[Start of Attachment]
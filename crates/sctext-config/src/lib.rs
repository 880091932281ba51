//! Configuration management for sctext.
//!
//! Parses `sctext.toml` configuration files with serde and provides
//! auto-discovery of config files in parent directories.
//!
//! CLI settings can be applied during load via [`CliSettings`].
//!
//! ## Environment Variable Expansion
//!
//! String configuration values support environment variable expansion:
//!
//! - `${VAR}` - expands to the value of VAR, errors if unset
//! - `${VAR:-default}` - expands to VAR if set, otherwise uses default
//!
//! Expanded fields:
//! - `store.root`
//!
//! ## Example
//!
//! ```toml
//! [store]
//! root = "${SITE_ROOT:-pages}"
//!
//! [grammar]
//! enabled = true
//!
//! [catalog]
//! structural = ["dipi_grid"]
//!
//! [[catalog.tags]]
//! name = "dipi_typing_text"
//! inner_content = false
//! attributes = ["before_text", "after_text"]
//!
//! [access]
//! editable = ["home.txt", "layouts/footer.txt"]
//! ```

mod expand;

use std::collections::HashSet;
use std::path::{Path, PathBuf};

use sctext_shortcode::{Catalog, FallbackExtractor, Grammar, TagPolicy};
use serde::Deserialize;

/// CLI settings that override configuration file values.
///
/// All fields are optional. Only non-None values override the loaded config.
#[derive(Debug, Default)]
pub struct CliSettings {
    /// Override document store root.
    pub store_root: Option<PathBuf>,
    /// Override whether the host grammar is used.
    pub grammar_enabled: Option<bool>,
    /// Override fallback tag prefix.
    pub fallback_prefix: Option<String>,
}

/// Configuration filename to search for.
const CONFIG_FILENAME: &str = "sctext.toml";

/// Application configuration.
#[derive(Debug, Deserialize)]
#[serde(default)]
pub struct Config {
    /// Store configuration (paths are relative strings from TOML).
    store: StoreConfigRaw,
    /// Host grammar configuration.
    pub grammar: GrammarConfig,
    /// Tag catalog additions.
    pub catalog: CatalogConfig,
    /// Regex fallback configuration.
    pub fallback: FallbackConfig,
    /// Editable document allow-list.
    pub access: AccessConfig,

    /// Resolved store configuration (set after loading).
    #[serde(skip)]
    pub store_resolved: StoreConfig,
    /// Path to the config file (set after loading).
    #[serde(skip)]
    pub config_path: Option<PathBuf>,
}

impl Default for Config {
    fn default() -> Self {
        Self::default_with_base(Path::new("."))
    }
}

/// Raw store configuration as parsed from TOML (paths as strings).
#[derive(Debug, Deserialize, Default)]
#[serde(default)]
struct StoreConfigRaw {
    root: Option<String>,
}

/// Resolved store configuration with absolute paths.
#[derive(Debug, Default)]
pub struct StoreConfig {
    /// Root directory of the filesystem document store.
    pub root: PathBuf,
}

/// Host grammar configuration.
#[derive(Debug, Deserialize)]
#[serde(default)]
pub struct GrammarConfig {
    /// Whether the host grammar is available. When false, the regex
    /// fallback is used.
    pub enabled: bool,
    /// Registered tag names. When unset, every valid name is a shortcode.
    pub tags: Option<Vec<String>>,
}

impl Default for GrammarConfig {
    fn default() -> Self {
        Self {
            enabled: true,
            tags: None,
        }
    }
}

/// Tag catalog configuration, layered over the built-in catalog.
#[derive(Debug, Deserialize)]
#[serde(default)]
pub struct CatalogConfig {
    /// Start from the built-in page-builder catalog.
    pub builtin: bool,
    /// Additional structural tags.
    pub structural: Vec<String>,
    /// Replacement heuristic attribute priority list.
    pub heuristic_attributes: Option<Vec<String>>,
    /// Additional or overriding tag policies.
    pub tags: Vec<TagConfig>,
}

impl Default for CatalogConfig {
    fn default() -> Self {
        Self {
            builtin: true,
            structural: Vec::new(),
            heuristic_attributes: None,
            tags: Vec::new(),
        }
    }
}

/// One tag policy.
#[derive(Debug, Deserialize)]
pub struct TagConfig {
    /// Tag name.
    pub name: String,
    /// Whether the body is text.
    #[serde(default)]
    pub inner_content: bool,
    /// Text attribute names.
    #[serde(default)]
    pub attributes: Vec<String>,
}

/// Regex fallback configuration.
#[derive(Debug, Deserialize)]
#[serde(default)]
pub struct FallbackConfig {
    /// Tag name prefix.
    pub prefix: String,
    /// Replacement attribute priority list.
    pub attributes: Option<Vec<String>>,
    /// Replacement structural name suffixes.
    pub structural_prefixes: Option<Vec<String>>,
}

impl Default for FallbackConfig {
    fn default() -> Self {
        Self {
            prefix: sctext_shortcode::DEFAULT_FALLBACK_PREFIX.to_owned(),
            attributes: None,
            structural_prefixes: None,
        }
    }
}

/// Access configuration.
#[derive(Debug, Deserialize, Default)]
#[serde(default)]
pub struct AccessConfig {
    /// Document ids that may be edited. When unset, every document may be.
    pub editable: Option<Vec<String>>,
}

/// Configuration error.
#[derive(Debug, thiserror::Error)]
pub enum ConfigError {
    /// File not found.
    #[error("Configuration file not found: {}", .0.display())]
    NotFound(PathBuf),
    /// I/O error.
    #[error("I/O error: {0}")]
    Io(#[from] std::io::Error),
    /// TOML parsing error.
    #[error("TOML parse error: {0}")]
    Parse(#[from] toml::de::Error),
    /// Validation error.
    #[error("Configuration error: {0}")]
    Validation(String),
    /// Environment variable error during expansion.
    #[error("Environment variable error in {field}: {message}")]
    EnvVar {
        /// Config field path (e.g., "`store.root`").
        field: String,
        /// Error message (e.g., "${`SITE_ROOT`} not set").
        message: String,
    },
}

/// Require a string field to be non-empty.
fn require_non_empty(value: &str, field: &str) -> Result<(), ConfigError> {
    if value.trim().is_empty() {
        return Err(ConfigError::Validation(format!("{field} cannot be empty")));
    }
    Ok(())
}

/// Require every entry of a list to be non-empty.
fn require_entries(values: &[String], field: &str) -> Result<(), ConfigError> {
    values
        .iter()
        .try_for_each(|value| require_non_empty(value, field))
}

impl Config {
    /// Load configuration from file with optional CLI settings.
    ///
    /// If `config_path` is provided, loads from that file.
    /// Otherwise, searches for `sctext.toml` in current directory and parents.
    ///
    /// CLI settings are applied after loading and path resolution, allowing CLI
    /// arguments to take precedence over config file values.
    ///
    /// # Errors
    ///
    /// Returns error if explicit `config_path` doesn't exist or parsing fails.
    pub fn load(
        config_path: Option<&Path>,
        cli_settings: Option<&CliSettings>,
    ) -> Result<Self, ConfigError> {
        let mut config = if let Some(path) = config_path {
            if !path.exists() {
                return Err(ConfigError::NotFound(path.to_path_buf()));
            }
            Self::load_from_file(path)?
        } else if let Some(discovered) = std::env::current_dir()
            .ok()
            .and_then(|cwd| Self::discover_from(&cwd))
        {
            Self::load_from_file(&discovered)?
        } else {
            Self::default_with_cwd()
        };

        if let Some(settings) = cli_settings {
            config.apply_cli_settings(settings);
            config.validate()?;
        }

        Ok(config)
    }

    /// Apply CLI settings to the configuration.
    fn apply_cli_settings(&mut self, settings: &CliSettings) {
        if let Some(root) = &settings.store_root {
            self.store_resolved.root.clone_from(root);
        }
        if let Some(enabled) = settings.grammar_enabled {
            self.grammar.enabled = enabled;
        }
        if let Some(prefix) = &settings.fallback_prefix {
            self.fallback.prefix.clone_from(prefix);
        }
    }

    /// Build the tag catalog: the built-in table (unless disabled) with the
    /// configured structural tags, heuristic list and tag policies on top.
    #[must_use]
    pub fn catalog(&self) -> Catalog {
        let mut catalog = if self.catalog.builtin {
            Catalog::builtin()
        } else {
            Catalog::empty()
        };

        for name in &self.catalog.structural {
            catalog = catalog.with_structural(name.as_str());
        }
        if let Some(heuristic) = &self.catalog.heuristic_attributes {
            catalog = catalog.with_heuristic_attributes(heuristic.iter().map(String::as_str));
        }
        for tag in &self.catalog.tags {
            let mut policy = TagPolicy::attributes(tag.attributes.iter().map(String::as_str));
            if tag.inner_content {
                policy = policy.with_inner_content();
            }
            catalog = catalog.with_tag(tag.name.as_str(), policy);
        }

        catalog
    }

    /// Host grammar, or `None` when disabled.
    #[must_use]
    pub fn grammar(&self) -> Option<Grammar> {
        if !self.grammar.enabled {
            return None;
        }
        Some(match &self.grammar.tags {
            Some(tags) => Grammar::registered(tags.iter().map(String::as_str)),
            None => Grammar::permissive(),
        })
    }

    /// Regex fallback extractor.
    #[must_use]
    pub fn fallback(&self) -> FallbackExtractor {
        let mut fallback = FallbackExtractor::new().with_prefix(self.fallback.prefix.as_str());
        if let Some(attributes) = &self.fallback.attributes {
            fallback = fallback.with_attributes(attributes.iter().map(String::as_str));
        }
        if let Some(structural) = &self.fallback.structural_prefixes {
            fallback = fallback.with_structural_prefixes(structural.iter().map(String::as_str));
        }
        fallback
    }

    /// Search for config file in `start` and its parents.
    fn discover_from(start: &Path) -> Option<PathBuf> {
        let mut current = start.to_path_buf();
        loop {
            let candidate = current.join(CONFIG_FILENAME);
            if candidate.exists() {
                return Some(candidate);
            }
            if !current.pop() {
                return None;
            }
        }
    }

    /// Create default config with paths relative to current working directory.
    fn default_with_cwd() -> Self {
        let cwd = std::env::current_dir().unwrap_or_default();
        Self::default_with_base(&cwd)
    }

    /// Create default config with paths relative to given base directory.
    fn default_with_base(base: &Path) -> Self {
        Self {
            store: StoreConfigRaw::default(),
            grammar: GrammarConfig::default(),
            catalog: CatalogConfig::default(),
            fallback: FallbackConfig::default(),
            access: AccessConfig::default(),
            store_resolved: StoreConfig {
                root: base.to_path_buf(),
            },
            config_path: None,
        }
    }

    /// Load configuration from a specific file.
    fn load_from_file(path: &Path) -> Result<Self, ConfigError> {
        let content = std::fs::read_to_string(path)?;
        let mut config: Self = toml::from_str(&content)?;

        // Expand environment variables before path resolution
        config.expand_env_vars()?;

        let config_dir = path.parent().unwrap_or(Path::new("."));
        config.resolve_paths(config_dir);
        config.config_path = Some(path.to_path_buf());

        // Validate configuration after loading and resolution
        config.validate()?;

        Ok(config)
    }

    /// Validate configuration values.
    ///
    /// Called automatically after loading from file.
    ///
    /// # Errors
    ///
    /// Returns `ConfigError::Validation` if any validation fails.
    pub fn validate(&self) -> Result<(), ConfigError> {
        self.validate_grammar()?;
        self.validate_catalog()?;
        self.validate_fallback()?;
        if let Some(editable) = &self.access.editable {
            require_entries(editable, "access.editable")?;
        }
        Ok(())
    }

    fn validate_grammar(&self) -> Result<(), ConfigError> {
        if let Some(tags) = &self.grammar.tags {
            if tags.is_empty() {
                return Err(ConfigError::Validation(
                    "grammar.tags cannot be an empty list".to_owned(),
                ));
            }
            require_entries(tags, "grammar.tags")?;
        }
        Ok(())
    }

    fn validate_catalog(&self) -> Result<(), ConfigError> {
        require_entries(&self.catalog.structural, "catalog.structural")?;
        if let Some(heuristic) = &self.catalog.heuristic_attributes {
            require_entries(heuristic, "catalog.heuristic_attributes")?;
        }

        let mut seen = HashSet::new();
        for tag in &self.catalog.tags {
            require_non_empty(&tag.name, "catalog.tags.name")?;
            require_entries(&tag.attributes, "catalog.tags.attributes")?;
            if !seen.insert(tag.name.as_str()) {
                return Err(ConfigError::Validation(format!(
                    "catalog.tags has duplicate tag {}",
                    tag.name
                )));
            }
            if self.catalog.structural.contains(&tag.name) {
                return Err(ConfigError::Validation(format!(
                    "catalog tag {} cannot be both structural and text",
                    tag.name
                )));
            }
        }
        Ok(())
    }

    fn validate_fallback(&self) -> Result<(), ConfigError> {
        require_non_empty(&self.fallback.prefix, "fallback.prefix")?;
        if let Some(attributes) = &self.fallback.attributes {
            require_entries(attributes, "fallback.attributes")?;
        }
        if let Some(structural) = &self.fallback.structural_prefixes {
            require_entries(structural, "fallback.structural_prefixes")?;
        }
        Ok(())
    }

    /// Expand environment variable references in configuration strings.
    fn expand_env_vars(&mut self) -> Result<(), ConfigError> {
        if let Some(ref root) = self.store.root {
            self.store.root = Some(expand::expand_env(root, "store.root")?);
        }
        Ok(())
    }

    /// Resolve relative paths against the config directory.
    fn resolve_paths(&mut self, config_dir: &Path) {
        self.store_resolved = StoreConfig {
            root: config_dir.join(self.store.root.as_deref().unwrap_or(".")),
        };
    }
}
[End of Attachment]
Copy the lines from the start of the data verbatim, stopping after the line containing "use std::collections::HashSet;".

## Written solution:
filename crates/sctext-config/src/lib.rs
repository 880091932281ba51
//! Configuration management for sctext.
//!
//! Parses `sctext.toml` configuration files with serde and provides
//! auto-discovery of config files in parent directories.
//!
//! CLI settings can be applied during load via [`CliSettings`].
//!
//! ## Environment Variable Expansion
//!
//! String configuration values support environment variable expansion:
//!
//! - `${VAR}` - expands to the value of VAR, errors if unset
//! - `${VAR:-default}` - expands to VAR if set, otherwise uses default
//!
//! Expanded fields:
//! - `store.root`
//!
//! ## Example
//!
//! ```toml
//! [store]
//! root = "${SITE_ROOT:-pages}"
//!
//! [grammar]
//! enabled = true
//!
//! [catalog]
//! structural = ["dipi_grid"]
//!
//! [[catalog.tags]]
//! name = "dipi_typing_text"
//! inner_content = false
//! attributes = ["before_text", "after_text"]
//!
//! [access]
//! editable = ["home.txt", "layouts/footer.txt"]
//! ```

mod expand;

use std::collections::HashSet;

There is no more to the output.